Liraglutide protects against diabetes mellitus complicated with focal cerebral ischemic injury by activating mitochondrial ATP-sensitive potassium channels.

Cerebral infarction is a common disease that threatens the health of humankind worldwide. Diabetes is one of the important causes of cerebral ischemic (CI) injury. CI complicated with diabetes has a worse prognosis and lacks effective treatment. Our preliminary study demonstrated that liraglutide mitigates CI injuries in diabetic rats. However, the essential mechanism underlying this effect remained to be fully investigated.
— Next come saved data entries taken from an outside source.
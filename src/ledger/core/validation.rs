use crate::error::LedgerError;
use crate::ledger::core::chain::Ledger;

impl Ledger {
    /// Walk the chain and report the first integrity violation found.
    ///
    /// Every non-genesis block must be self-consistent and must link to the
    /// hash of its predecessor. Genesis is implicitly self-consistent. A
    /// retroactive edit to any vote, timestamp, hash or nonce breaks one of
    /// the two checks.
    pub fn verify(&self) -> Result<(), LedgerError> {
        for i in 1..self.blocks().len() {
            let current = &self.blocks()[i];
            let previous = &self.blocks()[i - 1];

            if !current.is_self_consistent() {
                return Err(LedgerError::BrokenChain(format!(
                    "block {} failed self-consistency: stored hash {} does not match its content",
                    current.index, current.hash
                )));
            }

            if current.previous_hash != previous.hash {
                return Err(LedgerError::BrokenChain(format!(
                    "block {} does not link to block {}: expected previous hash {}, found {}",
                    current.index, previous.index, previous.hash, current.previous_hash
                )));
            }
        }
        Ok(())
    }

    /// Tamper-evidence check as a queryable fact. An invalid chain is a
    /// reportable condition, not an exception, and is never auto-corrected.
    pub fn is_valid(&self) -> bool {
        self.verify().is_ok()
    }
}
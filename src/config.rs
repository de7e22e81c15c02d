//! Configuration management for BallotChain

use serde::Deserialize;
use std::fs;

#[derive(Debug, Deserialize)]
pub struct Config {
    #[serde(default)]
    pub election: ElectionConfig,
    #[serde(default)]
    pub database: DatabaseConfig,
    #[serde(default)]
    pub roster: RosterConfig,
}

#[derive(Debug, Deserialize)]
pub struct ElectionConfig {
    #[serde(default = "default_election_id")]
    pub id: String,
    #[serde(default = "default_election_title")]
    pub title: String,
    #[serde(default)]
    pub description: String,
    #[serde(default = "default_difficulty")]
    pub difficulty: usize,
}

#[derive(Debug, Deserialize)]
pub struct DatabaseConfig {
    #[serde(default = "default_database_path")]
    pub path: String,
}

#[derive(Debug, Deserialize)]
pub struct RosterConfig {
    #[serde(default = "default_roster_path")]
    pub path: String,
}

impl Default for ElectionConfig {
    fn default() -> Self {
        Self {
            id: default_election_id(),
            title: default_election_title(),
            description: String::new(),
            difficulty: default_difficulty(),
        }
    }
}

impl Default for DatabaseConfig {
    fn default() -> Self {
        Self {
            path: default_database_path(),
        }
    }
}

impl Default for RosterConfig {
    fn default() -> Self {
        Self {
            path: default_roster_path(),
        }
    }
}

pub fn load_config() -> Result<Config, Box<dyn std::error::Error>> {
    let config_str = fs::read_to_string("config.toml").unwrap_or_default();
    let config: Config = if config_str.is_empty() {
        // Sane defaults when config.toml is absent
        Config {
            election: ElectionConfig::default(),
            database: DatabaseConfig::default(),
            roster: RosterConfig::default(),
        }
    } else {
        toml::from_str(&config_str)?
    };

    // Validate critical values
    if config.database.path.is_empty() {
        return Err("database.path must be set in config.toml".into());
    }
    if config.roster.path.is_empty() {
        return Err("roster.path must be set in config.toml".into());
    }

    Ok(config)
}

fn default_election_id() -> String {
    "election-2025".to_string()
}

fn default_election_title() -> String {
    "Student Council Elections 2025".to_string()
}

fn default_difficulty() -> usize {
    crate::ledger::DEFAULT_DIFFICULTY
}

fn default_database_path() -> String {
    "./ballot-data/ledger.db".to_string()
}

fn default_roster_path() -> String {
    "./ballot-data/roster.json".to_string()
}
Recent research has shown that damaged mitochondrial ATP-sensitive potassium channels (mitoKATP) play a critical role in diabetes-aggravated CI injury. Therefore, we hypothesized that liraglutide may confer therapeutic effects against CI with diabetes by activating mitoKATP channels. In this study, liraglutide, but not insulin, significantly improved ischemia-induced neurological deficits and decreased infarct volumes following CI in diabetic rats, down-regulated the expression of myeloperoxidase and up-regulated the expression of superoxide dismutase and two subunits of the mitoKATP channel (SUR1 and Kir6.2). However, these effects were weakened by the mitoKATP antagonist 5-hydroxydecanoic acid. Our study demonstrated that the neuroprotective effects of liraglutide on CI injury with diabetes, which occurs by reducing oxidative stress and the inflammatory response, are associated with the activation of the mitoKATP channel.